**Exercise requirements**. Wherever the string "flushing" shows up in the data below, copy the whole line.

═══ Given records

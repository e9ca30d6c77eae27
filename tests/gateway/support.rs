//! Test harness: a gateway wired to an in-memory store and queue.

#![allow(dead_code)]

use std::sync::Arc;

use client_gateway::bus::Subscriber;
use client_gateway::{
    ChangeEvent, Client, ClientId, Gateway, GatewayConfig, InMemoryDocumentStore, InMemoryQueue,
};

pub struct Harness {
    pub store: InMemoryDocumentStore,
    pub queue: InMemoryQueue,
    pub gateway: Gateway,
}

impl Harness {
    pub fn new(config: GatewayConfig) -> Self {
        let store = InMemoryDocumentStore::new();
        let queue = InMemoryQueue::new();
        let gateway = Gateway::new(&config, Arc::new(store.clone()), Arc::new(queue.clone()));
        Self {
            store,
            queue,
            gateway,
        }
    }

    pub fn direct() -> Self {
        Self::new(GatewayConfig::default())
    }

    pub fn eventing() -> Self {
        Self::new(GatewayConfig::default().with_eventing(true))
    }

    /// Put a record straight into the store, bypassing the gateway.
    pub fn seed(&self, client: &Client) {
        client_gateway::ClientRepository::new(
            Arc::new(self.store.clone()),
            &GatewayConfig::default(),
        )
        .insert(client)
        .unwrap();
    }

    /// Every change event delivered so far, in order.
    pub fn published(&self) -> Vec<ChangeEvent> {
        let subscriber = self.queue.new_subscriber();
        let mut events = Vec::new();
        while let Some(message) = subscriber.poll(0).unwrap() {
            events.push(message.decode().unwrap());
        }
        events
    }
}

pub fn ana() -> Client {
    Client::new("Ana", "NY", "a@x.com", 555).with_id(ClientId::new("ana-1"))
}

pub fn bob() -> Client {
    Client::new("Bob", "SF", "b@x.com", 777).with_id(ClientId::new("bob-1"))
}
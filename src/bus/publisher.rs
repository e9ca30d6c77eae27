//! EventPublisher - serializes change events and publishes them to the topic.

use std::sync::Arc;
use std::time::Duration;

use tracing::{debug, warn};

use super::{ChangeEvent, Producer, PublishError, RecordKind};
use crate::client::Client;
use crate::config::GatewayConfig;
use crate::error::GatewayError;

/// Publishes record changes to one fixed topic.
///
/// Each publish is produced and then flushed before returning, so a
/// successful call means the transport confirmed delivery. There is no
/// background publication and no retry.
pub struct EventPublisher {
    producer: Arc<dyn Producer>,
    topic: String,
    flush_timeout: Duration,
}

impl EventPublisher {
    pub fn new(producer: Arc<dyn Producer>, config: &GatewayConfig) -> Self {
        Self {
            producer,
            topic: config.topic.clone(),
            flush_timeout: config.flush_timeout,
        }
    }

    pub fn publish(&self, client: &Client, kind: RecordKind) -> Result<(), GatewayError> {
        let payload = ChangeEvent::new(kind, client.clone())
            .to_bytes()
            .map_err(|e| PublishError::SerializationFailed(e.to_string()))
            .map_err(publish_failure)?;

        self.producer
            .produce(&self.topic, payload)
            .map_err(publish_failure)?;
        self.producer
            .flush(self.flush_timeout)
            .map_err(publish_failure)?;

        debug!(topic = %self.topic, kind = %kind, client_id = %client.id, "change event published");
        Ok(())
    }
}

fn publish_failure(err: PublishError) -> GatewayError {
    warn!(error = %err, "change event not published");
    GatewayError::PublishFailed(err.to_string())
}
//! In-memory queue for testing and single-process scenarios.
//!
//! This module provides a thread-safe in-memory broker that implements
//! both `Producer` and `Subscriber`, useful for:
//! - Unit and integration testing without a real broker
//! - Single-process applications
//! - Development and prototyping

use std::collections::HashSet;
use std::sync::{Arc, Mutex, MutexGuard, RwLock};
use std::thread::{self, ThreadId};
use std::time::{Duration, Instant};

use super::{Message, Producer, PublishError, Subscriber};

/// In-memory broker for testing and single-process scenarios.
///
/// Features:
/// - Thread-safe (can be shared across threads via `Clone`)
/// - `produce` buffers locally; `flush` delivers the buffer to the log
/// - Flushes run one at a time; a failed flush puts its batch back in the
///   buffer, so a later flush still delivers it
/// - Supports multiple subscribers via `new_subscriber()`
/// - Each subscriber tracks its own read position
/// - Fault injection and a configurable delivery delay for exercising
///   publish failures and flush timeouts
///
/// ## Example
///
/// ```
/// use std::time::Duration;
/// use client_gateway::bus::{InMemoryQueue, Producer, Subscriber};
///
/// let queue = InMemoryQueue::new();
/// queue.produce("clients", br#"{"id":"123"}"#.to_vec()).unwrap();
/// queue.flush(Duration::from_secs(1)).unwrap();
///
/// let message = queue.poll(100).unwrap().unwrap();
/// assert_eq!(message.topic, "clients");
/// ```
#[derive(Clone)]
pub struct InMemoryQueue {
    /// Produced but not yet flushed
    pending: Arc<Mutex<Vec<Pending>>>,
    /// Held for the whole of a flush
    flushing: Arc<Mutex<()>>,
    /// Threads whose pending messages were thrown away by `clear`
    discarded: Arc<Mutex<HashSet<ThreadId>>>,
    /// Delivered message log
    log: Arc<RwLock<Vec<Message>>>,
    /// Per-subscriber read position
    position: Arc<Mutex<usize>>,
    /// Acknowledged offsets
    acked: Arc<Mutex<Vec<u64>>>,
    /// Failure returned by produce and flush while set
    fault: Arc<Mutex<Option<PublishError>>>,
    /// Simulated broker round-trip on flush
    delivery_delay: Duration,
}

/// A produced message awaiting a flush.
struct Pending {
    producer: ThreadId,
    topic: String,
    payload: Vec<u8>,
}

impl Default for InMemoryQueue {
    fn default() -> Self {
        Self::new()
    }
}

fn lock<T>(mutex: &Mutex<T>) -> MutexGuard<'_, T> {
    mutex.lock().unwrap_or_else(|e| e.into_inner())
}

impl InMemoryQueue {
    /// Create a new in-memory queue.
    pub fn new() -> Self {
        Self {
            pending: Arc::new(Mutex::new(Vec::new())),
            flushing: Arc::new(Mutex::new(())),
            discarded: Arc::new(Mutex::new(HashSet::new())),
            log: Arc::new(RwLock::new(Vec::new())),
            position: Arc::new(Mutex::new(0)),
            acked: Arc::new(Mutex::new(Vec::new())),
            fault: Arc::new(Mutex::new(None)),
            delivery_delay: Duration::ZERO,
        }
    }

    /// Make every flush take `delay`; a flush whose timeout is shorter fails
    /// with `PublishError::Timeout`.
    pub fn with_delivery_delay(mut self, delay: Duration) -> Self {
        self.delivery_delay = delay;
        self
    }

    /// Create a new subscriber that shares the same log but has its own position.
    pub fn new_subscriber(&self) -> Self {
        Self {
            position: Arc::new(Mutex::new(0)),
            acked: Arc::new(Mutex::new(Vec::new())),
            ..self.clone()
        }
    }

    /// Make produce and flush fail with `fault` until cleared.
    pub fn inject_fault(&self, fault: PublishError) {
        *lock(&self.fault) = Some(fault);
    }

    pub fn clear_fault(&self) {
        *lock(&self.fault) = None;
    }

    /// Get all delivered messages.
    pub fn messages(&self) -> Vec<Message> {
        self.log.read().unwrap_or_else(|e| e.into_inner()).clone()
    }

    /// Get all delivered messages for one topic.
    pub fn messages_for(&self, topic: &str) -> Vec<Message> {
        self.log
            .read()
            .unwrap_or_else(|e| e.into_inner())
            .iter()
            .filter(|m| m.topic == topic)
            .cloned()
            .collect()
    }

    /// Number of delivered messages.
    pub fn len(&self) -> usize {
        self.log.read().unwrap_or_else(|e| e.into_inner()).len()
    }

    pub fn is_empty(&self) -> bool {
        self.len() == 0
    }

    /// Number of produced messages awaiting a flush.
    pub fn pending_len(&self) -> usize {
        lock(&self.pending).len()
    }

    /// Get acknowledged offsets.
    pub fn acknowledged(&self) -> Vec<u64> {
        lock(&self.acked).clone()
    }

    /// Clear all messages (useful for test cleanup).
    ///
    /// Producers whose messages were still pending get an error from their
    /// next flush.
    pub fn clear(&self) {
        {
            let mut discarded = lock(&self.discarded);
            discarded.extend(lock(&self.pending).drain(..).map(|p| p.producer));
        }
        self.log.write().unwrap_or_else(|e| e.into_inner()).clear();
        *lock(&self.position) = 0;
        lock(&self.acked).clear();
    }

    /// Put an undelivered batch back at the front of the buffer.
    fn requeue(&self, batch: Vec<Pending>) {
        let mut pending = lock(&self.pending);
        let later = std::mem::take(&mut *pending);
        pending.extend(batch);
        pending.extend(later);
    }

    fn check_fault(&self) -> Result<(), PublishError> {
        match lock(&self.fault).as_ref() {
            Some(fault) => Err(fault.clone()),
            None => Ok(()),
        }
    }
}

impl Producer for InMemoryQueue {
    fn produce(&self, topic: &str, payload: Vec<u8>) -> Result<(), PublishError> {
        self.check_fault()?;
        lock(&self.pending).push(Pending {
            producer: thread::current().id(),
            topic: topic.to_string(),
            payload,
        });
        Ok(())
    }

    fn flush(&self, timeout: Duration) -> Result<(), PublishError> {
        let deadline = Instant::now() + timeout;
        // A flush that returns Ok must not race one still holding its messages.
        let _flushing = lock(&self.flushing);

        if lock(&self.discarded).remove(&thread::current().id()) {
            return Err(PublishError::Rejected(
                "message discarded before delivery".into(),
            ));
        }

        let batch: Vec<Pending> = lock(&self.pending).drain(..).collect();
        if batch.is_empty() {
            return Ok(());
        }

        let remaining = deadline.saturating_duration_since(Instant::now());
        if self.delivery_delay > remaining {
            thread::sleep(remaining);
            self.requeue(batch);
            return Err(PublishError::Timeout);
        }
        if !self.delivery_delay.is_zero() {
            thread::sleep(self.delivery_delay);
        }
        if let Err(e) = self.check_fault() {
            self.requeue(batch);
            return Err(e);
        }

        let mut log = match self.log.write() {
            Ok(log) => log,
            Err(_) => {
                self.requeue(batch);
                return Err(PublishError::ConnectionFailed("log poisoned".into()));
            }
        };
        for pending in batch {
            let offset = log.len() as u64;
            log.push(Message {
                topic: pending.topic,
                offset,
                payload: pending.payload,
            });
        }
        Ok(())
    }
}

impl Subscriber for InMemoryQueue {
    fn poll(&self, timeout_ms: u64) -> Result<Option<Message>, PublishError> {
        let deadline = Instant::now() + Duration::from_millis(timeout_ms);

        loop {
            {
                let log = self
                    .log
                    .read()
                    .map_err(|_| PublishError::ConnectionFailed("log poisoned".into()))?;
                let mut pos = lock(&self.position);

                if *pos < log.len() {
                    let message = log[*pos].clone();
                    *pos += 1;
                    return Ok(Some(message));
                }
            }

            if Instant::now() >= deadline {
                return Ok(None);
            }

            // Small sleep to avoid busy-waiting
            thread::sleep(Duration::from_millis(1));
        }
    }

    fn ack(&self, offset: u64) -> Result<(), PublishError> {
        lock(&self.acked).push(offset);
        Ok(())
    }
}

══════
═══ Given records

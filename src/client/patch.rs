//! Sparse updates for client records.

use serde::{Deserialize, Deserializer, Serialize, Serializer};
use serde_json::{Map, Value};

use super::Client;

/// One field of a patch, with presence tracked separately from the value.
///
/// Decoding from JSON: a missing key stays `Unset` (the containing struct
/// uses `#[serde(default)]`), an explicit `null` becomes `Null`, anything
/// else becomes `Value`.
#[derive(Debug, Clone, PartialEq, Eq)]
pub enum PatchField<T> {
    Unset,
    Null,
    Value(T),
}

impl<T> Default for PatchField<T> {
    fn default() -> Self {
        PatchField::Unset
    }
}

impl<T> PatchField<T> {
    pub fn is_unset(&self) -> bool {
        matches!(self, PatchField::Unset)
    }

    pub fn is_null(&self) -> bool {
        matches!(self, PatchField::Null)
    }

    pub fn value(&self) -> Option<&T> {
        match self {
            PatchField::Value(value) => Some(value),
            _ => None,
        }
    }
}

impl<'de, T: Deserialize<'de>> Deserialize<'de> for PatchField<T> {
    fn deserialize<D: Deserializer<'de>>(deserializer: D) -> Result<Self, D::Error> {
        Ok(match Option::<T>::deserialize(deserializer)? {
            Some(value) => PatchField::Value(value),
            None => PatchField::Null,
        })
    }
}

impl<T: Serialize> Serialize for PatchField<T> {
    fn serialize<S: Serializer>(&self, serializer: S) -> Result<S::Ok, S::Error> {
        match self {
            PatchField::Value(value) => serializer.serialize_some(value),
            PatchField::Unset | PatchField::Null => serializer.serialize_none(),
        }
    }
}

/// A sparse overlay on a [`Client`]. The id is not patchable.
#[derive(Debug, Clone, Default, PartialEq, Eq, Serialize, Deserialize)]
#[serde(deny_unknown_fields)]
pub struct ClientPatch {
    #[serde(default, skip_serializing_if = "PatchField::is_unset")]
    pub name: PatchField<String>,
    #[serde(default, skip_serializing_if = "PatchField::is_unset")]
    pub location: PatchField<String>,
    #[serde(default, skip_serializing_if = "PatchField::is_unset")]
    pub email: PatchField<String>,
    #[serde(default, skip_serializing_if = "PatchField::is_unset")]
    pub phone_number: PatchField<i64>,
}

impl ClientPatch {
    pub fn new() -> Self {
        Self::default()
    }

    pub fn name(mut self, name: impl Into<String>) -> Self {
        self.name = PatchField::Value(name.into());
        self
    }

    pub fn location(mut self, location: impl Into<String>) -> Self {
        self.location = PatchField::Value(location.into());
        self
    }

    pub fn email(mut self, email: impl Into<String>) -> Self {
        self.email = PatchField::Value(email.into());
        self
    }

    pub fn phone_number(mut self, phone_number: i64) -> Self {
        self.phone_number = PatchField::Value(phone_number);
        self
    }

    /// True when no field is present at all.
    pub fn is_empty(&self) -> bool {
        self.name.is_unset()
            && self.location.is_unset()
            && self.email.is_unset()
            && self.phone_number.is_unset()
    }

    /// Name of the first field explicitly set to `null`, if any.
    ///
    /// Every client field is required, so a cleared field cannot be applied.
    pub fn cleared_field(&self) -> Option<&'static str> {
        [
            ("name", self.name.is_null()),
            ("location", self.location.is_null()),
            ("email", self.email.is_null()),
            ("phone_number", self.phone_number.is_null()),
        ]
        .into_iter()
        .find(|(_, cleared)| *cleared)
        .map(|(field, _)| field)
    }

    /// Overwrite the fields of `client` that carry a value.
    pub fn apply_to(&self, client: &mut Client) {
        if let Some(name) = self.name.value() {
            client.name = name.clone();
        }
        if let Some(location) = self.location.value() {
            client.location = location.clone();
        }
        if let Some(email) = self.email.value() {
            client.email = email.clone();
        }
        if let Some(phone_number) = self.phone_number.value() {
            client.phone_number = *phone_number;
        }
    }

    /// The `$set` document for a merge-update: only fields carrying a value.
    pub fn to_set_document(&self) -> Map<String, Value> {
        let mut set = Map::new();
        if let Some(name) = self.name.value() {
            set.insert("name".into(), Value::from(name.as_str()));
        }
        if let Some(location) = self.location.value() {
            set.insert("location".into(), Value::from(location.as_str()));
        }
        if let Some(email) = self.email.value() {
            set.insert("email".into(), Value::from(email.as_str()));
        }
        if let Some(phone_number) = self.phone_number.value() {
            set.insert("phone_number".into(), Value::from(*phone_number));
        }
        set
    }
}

══════
═══ Given records

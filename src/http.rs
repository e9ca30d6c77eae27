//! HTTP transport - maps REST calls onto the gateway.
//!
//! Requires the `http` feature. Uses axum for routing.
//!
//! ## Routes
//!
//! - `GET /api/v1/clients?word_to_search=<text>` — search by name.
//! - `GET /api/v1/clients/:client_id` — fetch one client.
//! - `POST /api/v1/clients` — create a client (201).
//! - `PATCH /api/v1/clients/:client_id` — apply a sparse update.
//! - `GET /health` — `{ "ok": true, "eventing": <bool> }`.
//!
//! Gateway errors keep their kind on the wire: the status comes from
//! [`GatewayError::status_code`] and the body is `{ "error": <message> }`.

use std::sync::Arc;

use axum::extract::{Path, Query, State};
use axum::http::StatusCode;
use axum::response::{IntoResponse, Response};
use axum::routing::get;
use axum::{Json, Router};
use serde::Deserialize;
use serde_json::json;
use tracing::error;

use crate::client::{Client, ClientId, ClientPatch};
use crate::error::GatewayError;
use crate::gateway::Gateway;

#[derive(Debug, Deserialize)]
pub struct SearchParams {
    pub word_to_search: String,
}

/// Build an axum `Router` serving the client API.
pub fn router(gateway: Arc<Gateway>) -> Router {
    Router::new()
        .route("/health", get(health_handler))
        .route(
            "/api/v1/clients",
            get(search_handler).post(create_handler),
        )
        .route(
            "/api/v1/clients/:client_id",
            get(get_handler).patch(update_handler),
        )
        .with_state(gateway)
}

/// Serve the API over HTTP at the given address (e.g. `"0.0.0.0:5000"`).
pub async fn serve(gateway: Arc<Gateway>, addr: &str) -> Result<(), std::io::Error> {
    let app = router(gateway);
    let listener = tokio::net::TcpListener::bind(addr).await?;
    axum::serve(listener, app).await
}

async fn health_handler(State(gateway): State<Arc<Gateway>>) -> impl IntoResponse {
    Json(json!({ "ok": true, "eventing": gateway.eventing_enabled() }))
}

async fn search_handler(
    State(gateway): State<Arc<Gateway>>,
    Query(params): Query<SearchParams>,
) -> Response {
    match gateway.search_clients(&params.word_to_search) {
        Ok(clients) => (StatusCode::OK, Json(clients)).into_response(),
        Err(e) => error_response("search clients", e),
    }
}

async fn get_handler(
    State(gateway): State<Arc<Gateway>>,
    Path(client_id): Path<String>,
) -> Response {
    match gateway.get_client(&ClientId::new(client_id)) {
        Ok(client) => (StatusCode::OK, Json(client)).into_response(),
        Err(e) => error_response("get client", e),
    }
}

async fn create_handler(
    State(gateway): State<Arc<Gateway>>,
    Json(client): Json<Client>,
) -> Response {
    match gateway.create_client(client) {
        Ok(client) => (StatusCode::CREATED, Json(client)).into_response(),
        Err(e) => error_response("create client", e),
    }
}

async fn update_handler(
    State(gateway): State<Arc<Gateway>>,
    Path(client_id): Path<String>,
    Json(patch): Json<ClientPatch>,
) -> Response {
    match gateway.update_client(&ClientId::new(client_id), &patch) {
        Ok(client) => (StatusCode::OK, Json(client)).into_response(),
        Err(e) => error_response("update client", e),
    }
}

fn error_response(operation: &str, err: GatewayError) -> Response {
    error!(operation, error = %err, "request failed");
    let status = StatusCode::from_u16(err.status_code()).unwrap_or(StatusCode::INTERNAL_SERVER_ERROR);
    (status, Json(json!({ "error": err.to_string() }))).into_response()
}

══════

**Result of this task**.
    flushing: Arc<Mutex<()>>,
            flushing: Arc::new(Mutex::new(())),
        let _flushing = lock(&self.flushing);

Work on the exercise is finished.